▶ [Your task]:
For the records that follow, give the number of lines in which the word "return" occurs, with nothing added.

┄┄┄┄┄┄┄┄┄┄┄┄┄┄┄┄┄┄┄┄

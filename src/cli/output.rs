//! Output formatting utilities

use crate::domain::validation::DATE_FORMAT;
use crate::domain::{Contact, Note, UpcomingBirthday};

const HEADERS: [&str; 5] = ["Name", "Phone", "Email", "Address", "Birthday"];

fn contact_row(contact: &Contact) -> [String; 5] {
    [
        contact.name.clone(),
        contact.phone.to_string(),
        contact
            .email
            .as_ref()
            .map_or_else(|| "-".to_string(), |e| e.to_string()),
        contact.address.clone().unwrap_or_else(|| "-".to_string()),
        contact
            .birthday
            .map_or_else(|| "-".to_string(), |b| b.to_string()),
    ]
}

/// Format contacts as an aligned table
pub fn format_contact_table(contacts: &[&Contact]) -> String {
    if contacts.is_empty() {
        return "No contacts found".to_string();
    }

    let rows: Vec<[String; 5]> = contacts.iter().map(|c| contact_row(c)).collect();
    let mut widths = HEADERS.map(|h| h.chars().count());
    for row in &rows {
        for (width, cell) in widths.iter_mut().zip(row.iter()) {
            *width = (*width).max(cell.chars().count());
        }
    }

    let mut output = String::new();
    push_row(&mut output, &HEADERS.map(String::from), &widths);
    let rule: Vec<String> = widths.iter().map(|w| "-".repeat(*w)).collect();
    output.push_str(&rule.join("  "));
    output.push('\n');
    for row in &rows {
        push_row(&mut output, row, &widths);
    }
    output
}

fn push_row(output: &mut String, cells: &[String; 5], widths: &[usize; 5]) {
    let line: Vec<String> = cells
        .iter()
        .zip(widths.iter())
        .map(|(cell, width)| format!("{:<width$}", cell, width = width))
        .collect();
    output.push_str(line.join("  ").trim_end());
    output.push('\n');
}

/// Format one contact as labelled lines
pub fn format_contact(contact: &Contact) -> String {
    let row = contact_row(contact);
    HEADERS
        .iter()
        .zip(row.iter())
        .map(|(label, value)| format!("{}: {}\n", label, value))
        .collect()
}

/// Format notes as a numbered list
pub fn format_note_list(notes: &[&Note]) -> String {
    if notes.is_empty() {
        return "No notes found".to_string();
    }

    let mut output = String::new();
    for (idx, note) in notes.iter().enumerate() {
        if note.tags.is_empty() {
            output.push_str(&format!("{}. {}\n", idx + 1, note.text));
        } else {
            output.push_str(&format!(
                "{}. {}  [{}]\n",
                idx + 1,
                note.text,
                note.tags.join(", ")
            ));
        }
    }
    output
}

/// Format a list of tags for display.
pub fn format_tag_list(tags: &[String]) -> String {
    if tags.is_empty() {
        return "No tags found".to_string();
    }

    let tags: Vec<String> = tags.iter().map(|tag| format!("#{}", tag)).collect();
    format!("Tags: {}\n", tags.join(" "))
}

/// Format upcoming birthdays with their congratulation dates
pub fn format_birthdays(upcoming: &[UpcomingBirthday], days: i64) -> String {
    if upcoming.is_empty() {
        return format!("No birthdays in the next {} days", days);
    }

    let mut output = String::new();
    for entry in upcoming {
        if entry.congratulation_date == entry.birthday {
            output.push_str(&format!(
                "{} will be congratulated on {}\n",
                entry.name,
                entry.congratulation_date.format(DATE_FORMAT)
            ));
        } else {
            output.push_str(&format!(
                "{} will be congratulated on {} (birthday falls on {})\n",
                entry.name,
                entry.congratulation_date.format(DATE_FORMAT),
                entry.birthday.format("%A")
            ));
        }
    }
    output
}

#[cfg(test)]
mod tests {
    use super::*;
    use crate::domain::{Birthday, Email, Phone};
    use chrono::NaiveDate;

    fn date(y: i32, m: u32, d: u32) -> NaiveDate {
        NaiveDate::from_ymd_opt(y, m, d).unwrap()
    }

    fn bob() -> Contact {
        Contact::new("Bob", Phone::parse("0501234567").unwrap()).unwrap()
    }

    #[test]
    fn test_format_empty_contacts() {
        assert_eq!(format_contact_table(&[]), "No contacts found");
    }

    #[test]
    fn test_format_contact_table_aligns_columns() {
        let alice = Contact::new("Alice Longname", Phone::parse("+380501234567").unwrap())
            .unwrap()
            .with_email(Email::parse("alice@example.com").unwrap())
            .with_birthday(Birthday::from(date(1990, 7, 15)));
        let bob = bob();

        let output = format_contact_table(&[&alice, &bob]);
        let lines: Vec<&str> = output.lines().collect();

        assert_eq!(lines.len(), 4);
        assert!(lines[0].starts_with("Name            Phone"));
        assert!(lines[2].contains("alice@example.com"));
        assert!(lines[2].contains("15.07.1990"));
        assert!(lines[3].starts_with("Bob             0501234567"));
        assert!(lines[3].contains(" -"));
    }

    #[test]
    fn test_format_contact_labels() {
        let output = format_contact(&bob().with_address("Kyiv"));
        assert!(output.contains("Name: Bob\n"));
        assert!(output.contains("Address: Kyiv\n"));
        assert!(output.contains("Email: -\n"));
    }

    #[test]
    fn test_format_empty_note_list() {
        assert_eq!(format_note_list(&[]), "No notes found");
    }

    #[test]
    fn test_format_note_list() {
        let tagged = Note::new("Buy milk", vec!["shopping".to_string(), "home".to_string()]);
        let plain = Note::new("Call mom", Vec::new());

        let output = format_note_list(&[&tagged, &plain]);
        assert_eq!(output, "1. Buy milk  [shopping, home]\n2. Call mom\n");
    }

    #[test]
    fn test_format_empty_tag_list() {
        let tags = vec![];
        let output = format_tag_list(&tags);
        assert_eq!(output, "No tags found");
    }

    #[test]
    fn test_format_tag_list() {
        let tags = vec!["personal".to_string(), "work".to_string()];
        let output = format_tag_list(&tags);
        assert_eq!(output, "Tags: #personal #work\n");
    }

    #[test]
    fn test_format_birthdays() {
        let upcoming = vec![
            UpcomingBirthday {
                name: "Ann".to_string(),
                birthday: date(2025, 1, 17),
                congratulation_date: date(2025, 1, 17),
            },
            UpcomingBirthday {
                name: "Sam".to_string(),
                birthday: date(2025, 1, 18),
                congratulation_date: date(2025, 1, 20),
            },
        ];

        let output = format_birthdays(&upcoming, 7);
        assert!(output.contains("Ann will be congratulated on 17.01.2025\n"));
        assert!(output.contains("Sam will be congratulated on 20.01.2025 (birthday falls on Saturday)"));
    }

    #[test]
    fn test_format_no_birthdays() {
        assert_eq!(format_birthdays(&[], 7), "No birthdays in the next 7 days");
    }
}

┄┄┄┄┄┄┄┄┄┄┄┄┄┄┄┄┄┄┄┄

▶ [Written solution]:
4